Review of (alive)
By Susan McMaster, April 28, 2013
(alive): Selected and new poems by Rhea Tregebov is the kind of book we soon may be unable to buy as poetry publishers fold: thick, good paper with room made for 3- or 5-line poems alone on a page, and lovely 4-colour cover. Arranged in the traditional manner, the collection selects from Tregebov’s five books, published between 1982 and 2001, in order, and adds a handful of new poems at the end.

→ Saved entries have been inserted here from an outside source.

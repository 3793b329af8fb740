//! Task data model for the workflow graph.
//!
//! Tasks are the atomic units of work in a run. Each task tracks its
//! declared dependencies, lifecycle status, result, and timing.

use chrono::{DateTime, Utc};
use futures::future::BoxFuture;
use serde::{Deserialize, Serialize};
use std::sync::Arc;

/// Unique identifier for a task within a workflow.
///
/// Task ids are caller-supplied string keys ("analyze", "notify", ...),
/// unique within one registry.
#[derive(Debug, Clone, PartialEq, Eq, Hash, PartialOrd, Ord, Serialize, Deserialize)]
#[serde(transparent)]
pub struct TaskId(pub String);

impl TaskId {
    pub fn as_str(&self) -> &str {
        &self.0
    }
}

impl std::fmt::Display for TaskId {
    fn fmt(&self, f: &mut std::fmt::Formatter<'_>) -> std::fmt::Result {
        write!(f, "{}", self.0)
    }
}

impl From<&str> for TaskId {
    fn from(s: &str) -> Self {
        Self(s.to_string())
    }
}

impl From<String> for TaskId {
    fn from(s: String) -> Self {
        Self(s)
    }
}

/// The JSON value a task body produces on success.
pub type TaskOutput = serde_json::Value;

/// A task body's own failure. Opaque to the orchestrator; only the
/// message survives, wrapped with the originating task id.
pub type BodyError = Box<dyn std::error::Error + Send + Sync>;

/// A zero-argument async unit of work supplied by the caller.
///
/// Bodies are opaque to the orchestrator and must not touch registry
/// state; they produce an output value or fail.
pub type TaskBody =
    Arc<dyn Fn() -> BoxFuture<'static, std::result::Result<TaskOutput, BodyError>> + Send + Sync>;

/// Wrap an async closure into a [`TaskBody`].
pub fn body<F, Fut>(f: F) -> TaskBody
where
    F: Fn() -> Fut + Send + Sync + 'static,
    Fut: std::future::Future<Output = std::result::Result<TaskOutput, BodyError>> + Send + 'static,
{
    Arc::new(move || Box::pin(f()))
}

/// Task status in its lifecycle.
///
/// A task moves only along `pending -> running -> {success, failed}`,
/// with an optional detour `running -> waiting_human -> {success, failed}`.
/// `pending -> failed` is reachable solely through run-level cancellation.
/// No task re-enters `pending` once left.
#[derive(Debug, Clone, PartialEq, Eq, Serialize, Deserialize, Default)]
#[serde(rename_all = "snake_case", tag = "state")]
pub enum TaskStatus {
    /// Task registered but not yet executed.
    #[default]
    Pending,
    /// Task body is currently executing.
    Running,
    /// Task finished successfully.
    Success,
    /// Task failed with an error.
    Failed {
        /// Error message describing the failure.
        error: String,
    },
    /// Task body finished; the task is parked awaiting human approval.
    WaitingHuman,
}

impl TaskStatus {
    /// Whether the lifecycle permits moving from `self` to `next`.
    pub fn can_become(&self, next: &TaskStatus) -> bool {
        use TaskStatus::*;
        matches!(
            (self, next),
            (Pending, Running)
                | (Pending, Failed { .. })
                | (Running, Success)
                | (Running, Failed { .. })
                | (Running, WaitingHuman)
                | (WaitingHuman, Success)
                | (WaitingHuman, Failed { .. })
        )
    }

    /// Check if this is a terminal state (Success or Failed).
    pub fn is_terminal(&self) -> bool {
        matches!(self, TaskStatus::Success | TaskStatus::Failed { .. })
    }
}

impl std::fmt::Display for TaskStatus {
    fn fmt(&self, f: &mut std::fmt::Formatter<'_>) -> std::fmt::Result {
        match self {
            TaskStatus::Pending => write!(f, "pending"),
            TaskStatus::Running => write!(f, "running"),
            TaskStatus::Success => write!(f, "success"),
            TaskStatus::Failed { error } => write!(f, "failed: {}", error),
            TaskStatus::WaitingHuman => write!(f, "waiting_human"),
        }
    }
}

/// A single task record in the registry.
///
/// The executable body lives beside this record in the registry; the
/// record itself is plain data and serializes into run reports.
#[derive(Debug, Clone, Serialize, Deserialize)]
pub struct Task {
    /// Unique identifier for this task.
    pub id: TaskId,
    /// Human-readable summary of what the task does.
    #[serde(default)]
    pub description: String,
    /// Task ids that must reach `success` before this task may run.
    pub dependencies: Vec<TaskId>,
    /// Whether this task parks in `waiting_human` after its body succeeds.
    pub requires_approval: bool,
    /// Current lifecycle status.
    pub status: TaskStatus,
    /// Output recorded on success.
    pub result: Option<TaskOutput>,
    /// When the task was registered.
    pub created_at: DateTime<Utc>,
    /// When the task body started executing.
    pub started_at: Option<DateTime<Utc>>,
    /// When the task reached a terminal state.
    pub finished_at: Option<DateTime<Utc>>,
}

impl Task {
    /// Create a new pending task with the given id and dependencies.
    pub fn new(id: impl Into<TaskId>, dependencies: Vec<TaskId>) -> Self {
        Self {
            id: id.into(),
            description: String::new(),
            dependencies,
            requires_approval: false,
            status: TaskStatus::Pending,
            result: None,
            created_at: Utc::now(),
            started_at: None,
            finished_at: None,
        }
    }

    /// Attach a human-readable description.
    pub fn with_description(mut self, description: impl Into<String>) -> Self {
        self.description = description.into();
        self
    }

    /// Mark this task as requiring human approval after its body runs.
    pub fn with_approval(mut self) -> Self {
        self.requires_approval = true;
        self
    }

    /// Transition to Running and record the start time.
    pub fn start(&mut self) {
        self.status = TaskStatus::Running;
        self.started_at = Some(Utc::now());
    }

    /// Transition to Success, recording the result and finish time.
    pub fn succeed(&mut self, result: TaskOutput) {
        self.status = TaskStatus::Success;
        self.result = Some(result);
        self.finished_at = Some(Utc::now());
    }

    /// Transition to Failed with an error message.
    pub fn fail(&mut self, error: &str) {
        self.status = TaskStatus::Failed {
            error: error.to_string(),
        };
        self.finished_at = Some(Utc::now());
    }

    /// Park the task pending human approval, stashing the body's result.
    pub fn park(&mut self, result: TaskOutput) {
        self.status = TaskStatus::WaitingHuman;
        self.result = Some(result);
    }

    /// Complete an approved task, keeping the result stashed by `park`.
    pub fn approve(&mut self) {
        self.status = TaskStatus::Success;
        self.finished_at = Some(Utc::now());
    }

    /// Check if the task is in a terminal state.
    pub fn is_finished(&self) -> bool {
        self.status.is_terminal()
    }
}
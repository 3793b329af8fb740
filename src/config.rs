use serde::{Deserialize, Serialize};
use std::fs;
use std::path::PathBuf;
use std::time::Duration;

use crate::{glog_debug, Error, Result};

/// Default cap on concurrently executing task bodies.
const DEFAULT_MAX_PARALLEL: usize = 4;

/// Default bound on a single approval wait, in seconds.
const DEFAULT_APPROVAL_TIMEOUT_SECS: u64 = 60;

#[derive(Debug, Clone, Serialize, Deserialize)]
pub struct Config {
    /// Maximum number of task bodies executed concurrently in one pass.
    #[serde(default = "default_max_parallel")]
    pub max_parallel: usize,
    /// How long to wait for a single approval before treating it as denied.
    #[serde(default = "default_approval_timeout_secs")]
    pub approval_timeout_secs: u64,
    /// Resolve every approval request affirmatively without consulting a gate.
    #[serde(default)]
    pub auto_approve: bool,
}

fn default_max_parallel() -> usize {
    DEFAULT_MAX_PARALLEL
}

fn default_approval_timeout_secs() -> u64 {
    DEFAULT_APPROVAL_TIMEOUT_SECS
}

impl Default for Config {
    fn default() -> Self {
        Self {
            max_parallel: DEFAULT_MAX_PARALLEL,
            approval_timeout_secs: DEFAULT_APPROVAL_TIMEOUT_SECS,
            auto_approve: false,
        }
    }
}

impl Config {
    pub fn gantry_dir() -> Result<PathBuf> {
        Ok(dirs::home_dir().ok_or(Error::NoHomeDir)?.join(".gantry"))
    }

    pub fn config_path() -> Result<PathBuf> {
        Ok(Self::gantry_dir()?.join("gantry.toml"))
    }

    /// The bound on a single approval wait as a [`Duration`].
    pub fn approval_timeout(&self) -> Duration {
        Duration::from_secs(self.approval_timeout_secs)
    }

    pub fn load() -> Result<Self> {
        let path = Self::config_path()?;
        glog_debug!("Config::load path={}", path.display());
        if !path.exists() {
            glog_debug!("Config file not found, using defaults");
            return Ok(Self::default());
        }
        let config: Self = toml::from_str(&fs::read_to_string(&path)?)?;
        glog_debug!(
            "Config loaded: max_parallel={}, approval_timeout_secs={}, auto_approve={}",
            config.max_parallel,
            config.approval_timeout_secs,
            config.auto_approve
        );
        Ok(config)
    }

    pub fn save(&self) -> Result<()> {
        let gantry_dir = Self::gantry_dir()?;
        glog_debug!("Config::save gantry_dir={}", gantry_dir.display());
        if !gantry_dir.exists() {
            fs::create_dir_all(&gantry_dir)?;
        }
        let path = Self::config_path()?;
        fs::write(&path, toml::to_string_pretty(self)?)?;
        glog_debug!("Config saved to {}", path.display());
        Ok(())
    }
}
use std::io::Write as _;
use std::sync::Arc;
use std::time::Duration;

use clap::{Parser, Subcommand};
use serde_json::json;
use tokio::sync::{mpsc, RwLock};

use gantry::config::Config;
use gantry::core::{body, Task, TaskId, TaskRegistry};
use gantry::gate::{ApprovalRequest, AutoGate, ChannelGate, HumanGate};
use gantry::orchestration::{RunOutcome, RunReport, Scheduler, SchedulerEvent};
use gantry::{glog, Result, TaskStatus};

/// Gantry - task-dependency workflow orchestrator with human approval gates
#[derive(Parser, Debug)]
#[command(name = "gantry")]
#[command(version, about, long_about = None)]
#[command(after_help = "ENVIRONMENT:\n    GANTRY_DEBUG=1     Enable debug logging (alternative to --debug)")]
pub struct Cli {
    /// Auto-approve human gates without prompting
    #[arg(short = 'y', long)]
    pub yes: bool,

    /// Enable debug logging (writes to ~/.gantry/gantry.log)
    #[arg(short = 'd', long)]
    pub debug: bool,

    #[command(subcommand)]
    pub command: Option<Command>,
}

#[derive(Subcommand, Debug, Clone, PartialEq)]
pub enum Command {
    /// Run the built-in incident response workflow
    Run {
        /// Deny every human gate instead of prompting
        #[arg(long)]
        deny: bool,

        /// Override the approval timeout in seconds
        #[arg(long)]
        timeout_secs: Option<u64>,

        /// Run without prompts or progress output, emit a JSON report
        #[arg(long)]
        headless: bool,
    },
}

fn main() -> Result<()> {
    let cli = Cli::parse();

    gantry::log::init_with_debug(cli.debug);

    match cli.command {
        Some(Command::Run {
            deny,
            timeout_secs,
            headless,
        }) => run_workflow(deny, timeout_secs, headless, cli.yes),
        None => {
            println!("gantry: no command given, try `gantry run` or `gantry --help`");
            Ok(())
        }
    }
}

/// Build and drive the demo incident response workflow.
fn run_workflow(deny: bool, timeout_secs: Option<u64>, headless: bool, yes: bool) -> Result<()> {
    let mut config = Config::load().unwrap_or_default();
    if let Some(secs) = timeout_secs {
        config.approval_timeout_secs = secs;
    }
    if yes {
        config.auto_approve = true;
    }

    glog!(
        "Run requested: deny={} headless={} auto_approve={}",
        deny,
        headless,
        config.auto_approve
    );

    let rt = tokio::runtime::Runtime::new()?;
    let report = rt.block_on(async {
        let registry = Arc::new(RwLock::new(TaskRegistry::new()));
        register_incident_workflow(&mut *registry.write().await)?;

        let (event_tx, event_rx) = mpsc::channel(100);
        let gate = build_gate(deny, headless);
        let mut scheduler = Scheduler::new(Arc::clone(&registry), gate, config, event_tx);

        let progress = (!headless).then(|| tokio::spawn(print_progress(event_rx)));
        let report = scheduler.run(vec![TaskId::from("analyze")]).await;
        // Close the event channel so the progress task drains and exits.
        drop(scheduler);
        if let Some(handle) = progress {
            let _ = handle.await;
        }
        report
    })?;

    if headless {
        print_report_json(&report)?;
    } else {
        print_report(&report);
    }
    Ok(())
}

/// Register the demo workflow: analyze the incident, notify the
/// on-call channel, and take a remediation action behind a human gate.
fn register_incident_workflow(registry: &mut TaskRegistry) -> Result<()> {
    registry.register_task(
        Task::new("analyze", vec![]).with_description("classify the incident signal"),
        body(|| async {
            Ok(json!({
                "severity": "high",
                "service": "checkout",
                "signal": "error rate above threshold",
            }))
        }),
    )?;

    registry.register_task(
        Task::new("notify", vec![TaskId::from("analyze")])
            .with_description("page the on-call channel"),
        body(|| async {
            Ok(json!({
                "channel": "#oncall",
                "delivered": true,
            }))
        }),
    )?;

    registry.register_task(
        Task::new("action", vec![TaskId::from("analyze")])
            .with_description("restart the affected service")
            .with_approval(),
        body(|| async {
            Ok(json!({
                "action": "restart checkout service",
                "queued": true,
            }))
        }),
    )?;

    Ok(())
}

/// Choose the approval gate for this invocation.
///
/// `--deny` and headless mode use fixed gates; interactive runs get a
/// channel gate backed by a terminal prompt.
fn build_gate(deny: bool, headless: bool) -> Arc<dyn HumanGate> {
    if deny {
        return Arc::new(AutoGate::denying());
    }
    if headless {
        return Arc::new(AutoGate::approving());
    }
    let (gate, requests) = ChannelGate::new(16);
    tokio::spawn(prompt_for_approvals(requests));
    Arc::new(gate)
}

/// Answer approval requests from the terminal.
async fn prompt_for_approvals(mut requests: mpsc::Receiver<ApprovalRequest>) {
    while let Some(request) = requests.recv().await {
        let task_id = request.task_id.clone();
        let answer = tokio::task::spawn_blocking(move || {
            print!("Approve task '{}'? [y/N] ", task_id);
            let _ = std::io::stdout().flush();
            let mut line = String::new();
            if std::io::stdin().read_line(&mut line).is_err() {
                return false;
            }
            matches!(line.trim(), "y" | "Y" | "yes")
        })
        .await
        .unwrap_or(false);
        let _ = request.reply.send(answer);
    }
}

/// Print task lifecycle events as they happen.
async fn print_progress(mut events: mpsc::Receiver<SchedulerEvent>) {
    while let Some(event) = events.recv().await {
        match event {
            SchedulerEvent::TaskStarted { task_id } => {
                println!("  [{}] {}", format_status(&TaskStatus::Running), task_id);
            }
            SchedulerEvent::TaskCompleted { task_id } => {
                println!("  [{}] {}", format_status(&TaskStatus::Success), task_id);
            }
            SchedulerEvent::TaskFailed { task_id, error } => {
                println!("  [\x1b[31mfailed\x1b[0m] {}: {}", task_id, error);
            }
            SchedulerEvent::ApprovalRequested { task_id } => {
                println!(
                    "  [{}] {}",
                    format_status(&TaskStatus::WaitingHuman),
                    task_id
                );
            }
            SchedulerEvent::ApprovalResolved { .. } => {}
            SchedulerEvent::RunFinished { .. } => break,
        }
    }
}

/// Print the run report for interactive use.
fn print_report(report: &RunReport) {
    println!();
    println!("╔════════════════════════════════════════════════════════════╗");
    println!("║                     Workflow Finished                      ║");
    println!("╚════════════════════════════════════════════════════════════╝");
    println!();
    println!("  Run ID:      {}", report.run_id.short());
    println!("  Outcome:     {}", format_outcome(report.outcome));
    println!(
        "  Tasks:       {} succeeded, {} failed, {} unreachable",
        report.succeeded_count(),
        report.failed_count(),
        report.unreachable_count()
    );
    println!();
    for (task_id, disposition) in &report.dispositions {
        println!("  {:<12} {}", task_id.to_string(), disposition);
    }
    println!();
}

/// Print the run report as JSON for headless callers.
fn print_report_json(report: &RunReport) -> Result<()> {
    let output = json!({
        "run_id": report.run_id.to_string(),
        "outcome": report.outcome,
        "dispositions": report.dispositions,
        "results": report.results,
    });
    println!("{}", serde_json::to_string_pretty(&output)?);
    Ok(())
}

/// Format a run outcome with color codes for terminal.
fn format_outcome(outcome: RunOutcome) -> String {
    match outcome {
        RunOutcome::Completed => format!("\x1b[32m{}\x1b[0m", outcome), // Green
        RunOutcome::CompletedWithFailures => format!("\x1b[33m{}\x1b[0m", outcome), // Yellow
        RunOutcome::Deadlocked => format!("\x1b[31m{}\x1b[0m", outcome), // Red
        RunOutcome::Cancelled => format!("\x1b[35m{}\x1b[0m", outcome), // Magenta
    }
}

/// Format a task status with color codes for terminal.
fn format_status(status: &TaskStatus) -> String {
    match status {
        TaskStatus::Pending => format!("\x1b[90m{}\x1b[0m", status), // Gray
        TaskStatus::Running => format!("\x1b[33m{}\x1b[0m", status), // Yellow
        TaskStatus::Success => format!("\x1b[32m{}\x1b[0m", status), // Green
        TaskStatus::Failed { .. } => format!("\x1b[31m{}\x1b[0m", status), // Red
        TaskStatus::WaitingHuman => format!("\x1b[34m{}\x1b[0m", status), // Blue
    }
}
impl ActiveSession {
    async fn send(&mut self, msg: OutboundMessage) -> Result<(), SessionError> {
        if !self.opened {
            debug!("Queueing {} until the session opens", msg.kind());
            self.outbound.push_back(msg);
            return Ok(());
        }

        self.flush().await?;
        self.write(msg).await
    }

    async fn flush(&mut self) -> Result<(), SessionError> {
        while let Some(msg) = self.outbound.pop_front() {
            if let Err(e) = self.write(msg.clone()).await {
                self.outbound.push_front(msg);
                return Err(e);
            }
        }
        Ok(())
    }

    async fn write(&mut self, msg: OutboundMessage) -> Result<(), SessionError> {
        let kind = msg.kind();
        match tokio::time::timeout(SEND_TIMEOUT, self.sink.send(msg)).await {
            Ok(result) => result,
            Err(_) => Err(SessionError::Transport(format!(
                "sending {} timed out after {:?}",
                kind, SEND_TIMEOUT
            ))),
        }
    }

    /// Release everything the session owns; never fails
    async fn release(mut self) {
        self.playback.teardown();

        // Nobody drains the frame queue from here on
        drop(self.frames.take());
        if let Some(capture) = self.capture.take() {
            capture.stop().await;
        }
        if let Some(mut microphone) = self.microphone.take() {
            if let Err(e) = microphone.stop().await {
                error!("Failed to release microphone: {}", e);
            }
        }

        if !self.outbound.is_empty() {
            warn!(
                "Dropping {} unsent messages of session {}",
                self.outbound.len(),
                self.id
            );
        }
    }
}

enum SessionInput {
    Event(Option<InboundEvent>),
    Frame(Blob),
}

async fn recv_opt<T>(rx: &mut Option<mpsc::Receiver<T>>) -> Option<T> {
    match rx {
        Some(rx) => rx.recv().await,
        None => std::future::pending().await,
    }
}

async fn next_input(session: &mut Option<ActiveSession>) -> SessionInput {
    let Some(session) = session.as_mut() else {
        return std::future::pending().await;
    };

    tokio::select! {
        event = session.events.recv() => SessionInput::Event(event),
        Some(frame) = recv_opt(&mut session.frames) => SessionInput::Frame(frame),
    }
}

async fn sleep_until_opt(deadline: Option<Instant>) {
    match deadline {
        Some(at) => tokio::time::sleep_until(at).await,
        None => std::future::pending().await,
    }
}

struct Controller {
    transport: Arc<dyn LiveTransport>,
    devices: Arc<dyn AudioDevices>,
    dispatcher: ToolDispatcher,
    options: ControllerOptions,
    reporter: Reporter,
    /// Most recent voice/instruction selected by the caller
    config: SessionConfig,
    session: Option<ActiveSession>,
    /// Pending debounced reconnect
    reconnect_at: Option<Instant>,
}

impl Controller {
    async fn run(mut self, mut commands: mpsc::Receiver<Command>) {
        info!("Voice session controller started");

        loop {
            let reconnect_at = self.reconnect_at;

            tokio::select! {
                cmd = commands.recv() => match cmd {
                    Some(cmd) => {
                        if self.handle_command(cmd).await.is_break() {
                            break;
                        }
                    }
                    None => {
                        self.disconnect().await;
                        break;
                    }
                },
                input = next_input(&mut self.session) => match input {
                    SessionInput::Event(Some(event)) => self.handle_event(event).await,
                    SessionInput::Event(None) => {
                        self.handle_event(InboundEvent::Lifecycle(Lifecycle::Closed {
                            reason: Some("event stream ended".to_string()),
                        }))
                        .await
                    }
                    SessionInput::Frame(frame) => self.forward_frame(frame).await,
                },
                _ = sleep_until_opt(reconnect_at) => {
                    self.reconnect_at = None;
                    if self.reporter.state().is_active() {
                        info!("Reconnecting with updated instruction");
                        self.connect(self.config.clone()).await;
                    }
                }
            }
        }

        info!("Voice session controller stopped");
    }

    async fn handle_command(&mut self, cmd: Command) -> ControlFlow<()> {
        match cmd {
            Command::Connect { config, reply } => {
                self.connect(config).await;
                let _ = reply.send(());
            }
            Command::Disconnect { reply } => {
                self.disconnect().await;
                let _ = reply.send(());
            }
            Command::SetVoice { voice, reply } => {
                self.set_voice(voice).await;
                let _ = reply.send(());
            }
            Command::SetInstruction { instruction, reply } => {
                self.set_instruction(instruction);
                let _ = reply.send(());
            }
            Command::Shutdown { reply } => {
                self.disconnect().await;
                let _ = reply.send(());
                return ControlFlow::Break(());
            }
        }
        ControlFlow::Continue(())
    }

    async fn set_voice(&mut self, voice: Voice) {
        if self.config.voice == voice {
            return;
        }
        self.config.voice = voice;
        info!("Voice changed to {}", voice);

        if self.reporter.state().is_active() {
            self.connect(self.config.clone()).await;
        }
    }

    fn set_instruction(&mut self, instruction: String) {
        if self.config.instruction == instruction {
            return;
        }
        self.config.instruction = instruction;

        if self.reporter.state().is_active() {
            let at = Instant::now() + self.options.reconnect_debounce;
            debug!(
                "Instruction changed, reconnecting in {:?}",
                self.options.reconnect_debounce
            );
            self.reconnect_at = Some(at);
        }
    }

    async fn connect(&mut self, config: SessionConfig) {
        self.disconnect().await;

        self.config = config.clone();
        let session_id = format!("session-{}", Uuid::new_v4());
        info!(
            "Connecting voice session {} (voice={})",
            session_id, config.voice
        );

        self.reporter.set_state(ConnectionState::Connecting);
        {
            let mut info = self.reporter.info.write().await;
            info.session_id = Some(session_id.clone());
            info.voice = Some(config.voice);
            info.started_at = Some(chrono::Utc::now());
            info.connected_at = None;
            info.last_error = None;
        }
        // Partials of an earlier session must not absorb this session's deltas
        self.reporter.transcript.write().await.complete_turn();

        match self.open_session(session_id, &config).await {
            Ok(session) => self.session = Some(session),
            Err(e) => self.fail(e).await,
        }
    }

    async fn open_session(
        &self,
        id: String,
        config: &SessionConfig,
    ) -> Result<ActiveSession, SessionError> {
        self.transport.preflight()?;

        let mut microphone = self.devices.open_microphone()?;

        let output = match self.devices.open_output() {
            Ok(output) => output,
            Err(e) => {
                if let Err(stop_err) = microphone.stop().await {
                    error!("Failed to release microphone: {}", stop_err);
                }
                return Err(e);
            }
        };
        let mut playback = PlaybackScheduler::new(output, self.options.output_sample_rate);

        let setup = SessionSetup {
            voice: config.voice,
            instruction: config.instruction.clone(),
            tools: vec![action_tool_declaration()],
        };

        let connection = match self.transport.open(setup).await {
            Ok(connection) => connection,
            Err(e) => {
                playback.teardown();
                if let Err(stop_err) = microphone.stop().await {
                    error!("Failed to release microphone: {}", stop_err);
                }
                return Err(e);
            }
        };

        Ok(ActiveSession {
            id,
            sink: connection.sink,
            events: connection.events,
            microphone: Some(microphone),
            capture: None,
            frames: None,
            playback,
            outbound: VecDeque::new(),
            opened: false,
        })
    }

    /// Inbound dispatch: every remote event goes through this one match
    async fn handle_event(&mut self, event: InboundEvent) {
        let event = match event {
            InboundEvent::Lifecycle(lifecycle) => {
                self.handle_lifecycle(lifecycle).await;
                return;
            }
            other => other,
        };

        let Some(session) = self.session.as_mut() else {
            return;
        };
        if !session.opened {
            debug!(
                "Dropping {} event received before the session opened",
                event.kind()
            );
            return;
        }

        match event {
            InboundEvent::ToolCall(calls) => {
                let responses = self.dispatcher.handle(&calls);
                if responses.is_empty() {
                    return;
                }
                // The remote turn is blocked until this batch is acknowledged
                if let Err(e) = session.send(OutboundMessage::ToolResponse(responses)).await {
                    self.fail(e).await;
                }
            }
            InboundEvent::TranscriptDelta { source, text } => {
                self.reporter
                    .transcript
                    .write()
                    .await
                    .append_delta(source, &text);
            }
            InboundEvent::AudioChunk(data) => {
                if let Err(e) = session.playback.enqueue_base64(&data) {
                    warn!("Dropping audio chunk: {:#}", e);
                }
            }
            InboundEvent::TurnComplete => {
                self.reporter.transcript.write().await.complete_turn();
            }
            InboundEvent::Interrupted => {
                session.playback.interrupt();
            }
            InboundEvent::GoAway { time_left } => {
                warn!(
                    "Live API will close session {} soon (time left: {})",
                    session.id,
                    time_left.as_deref().unwrap_or("unknown")
                );
            }
            InboundEvent::Lifecycle(_) => {}
        }
    }

    async fn handle_lifecycle(&mut self, lifecycle: Lifecycle) {
        match lifecycle {
            Lifecycle::Opened => self.on_opened().await,
            Lifecycle::Closed { reason } => {
                let opened = self.session.as_ref().map(|s| s.opened).unwrap_or(false);
                if self.session.is_some() && !opened {
                    let reason = reason.unwrap_or_else(|| "closed during setup".to_string());
                    self.fail(SessionError::Transport(reason)).await;
                    return;
                }

                info!(
                    "Live API closed the session ({})",
                    reason.as_deref().unwrap_or("no reason given")
                );
                self.disconnect().await;
            }
            Lifecycle::Error(message) => {
                if self.session.is_some() {
                    self.fail(SessionError::Transport(message)).await;
                }
            }
        }
    }

    async fn on_opened(&mut self) {
        let Some(session) = self.session.as_mut() else {
            return;
        };
        if session.opened {
            return;
        }
        session.opened = true;

        let Some(microphone) = session.microphone.take() else {
            return;
        };

        let (frames_tx, frames_rx) = mpsc::channel(self.options.frame_queue);
        match capture::start(microphone, Arc::clone(&self.reporter.volume), frames_tx).await {
            Ok(handle) => {
                session.capture = Some(handle);
                session.frames = Some(frames_rx);
            }
            Err(e) => {
                self.fail(SessionError::Permission(format!("{:#}", e))).await;
                return;
            }
        }

        if let Err(e) = session.flush().await {
            self.fail(e).await;
            return;
        }

        info!("Voice session {} connected", session.id);
        self.reporter.info.write().await.connected_at = Some(chrono::Utc::now());
        self.reporter.set_state(ConnectionState::Connected);
    }

    async fn forward_frame(&mut self, frame: Blob) {
        let Some(session) = self.session.as_mut() else {
            return;
        };
        if let Err(e) = session.send(OutboundMessage::Audio(frame)).await {
            warn!("Dropping audio frame: {}", e);
        }
    }

    /// Record a failure, clean up, and settle in `Disconnected`
    async fn fail(&mut self, err: SessionError) {
        error!("Voice session failed: {}", err);

        self.reporter.set_state(ConnectionState::Error);
        self.reporter.info.write().await.last_error = Some(err.user_message());

        self.teardown().await;
        self.reporter.set_state(ConnectionState::Disconnected);
    }

    async fn disconnect(&mut self) {
        self.teardown().await;
        if self.reporter.state() != ConnectionState::Disconnected {
            self.reporter.set_state(ConnectionState::Disconnected);
        }
    }

    /// Close the remote session (best effort) and release every resource
    async fn teardown(&mut self) {
        self.reconnect_at = None;

        let Some(mut session) = self.session.take() else {
            return;
        };

        info!("Stopping voice session {}", session.id);

        match tokio::time::timeout(CLOSE_TIMEOUT, session.sink.close()).await {
            Ok(Ok(())) => {}
            Ok(Err(e)) => error!("Error closing session: {}", e),
            Err(_) => error!("Timed out closing session {}", session.id),
        }

        let id = session.id.clone();
        session.release().await;

        self.reporter.volume.reset();
        self.reporter.info.write().await.connected_at = None;

        info!("Voice session {} stopped", id);
    }
}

This structure remains a satisfying way to track a developing voice, from her youthful parallels to the Dick and Jane readers — “the ball comes up / page after page / without changes”; through an implied biography of leaving home, love, marriage, birth, illness; to a full voice that goes anywhere — into history, science, medicine, culture — with authority. The dense and much longer poems of the later books turn back again, for example, into the deep past of her grandfather’s imagined world and pull it into a Winnipeg present when
the family rose as one
[to turn off]
Don Messer’s
Jubilee… because there
is no irony in country music; you have only
the one hand not the other.
Unlike the red, cold, sweet and sour
heart of beet soup.
Tregebov plays at the edges of contemporary science as she seeks to understand
complicated systems
like the dinner table, the tulip.
The ultimate question
why is there
something rather than nothing.
Winding throughout the book are prickly and convincing imaginings into the minds of her son, her mother, her father, her husband, her friends as they negotiate, death, loss, separation, return, surprise. Quiet, compellingly readable, intelligent, satisfying in its hidden craft, this collection held me close for a sunny afternoon, left me musing and enriched.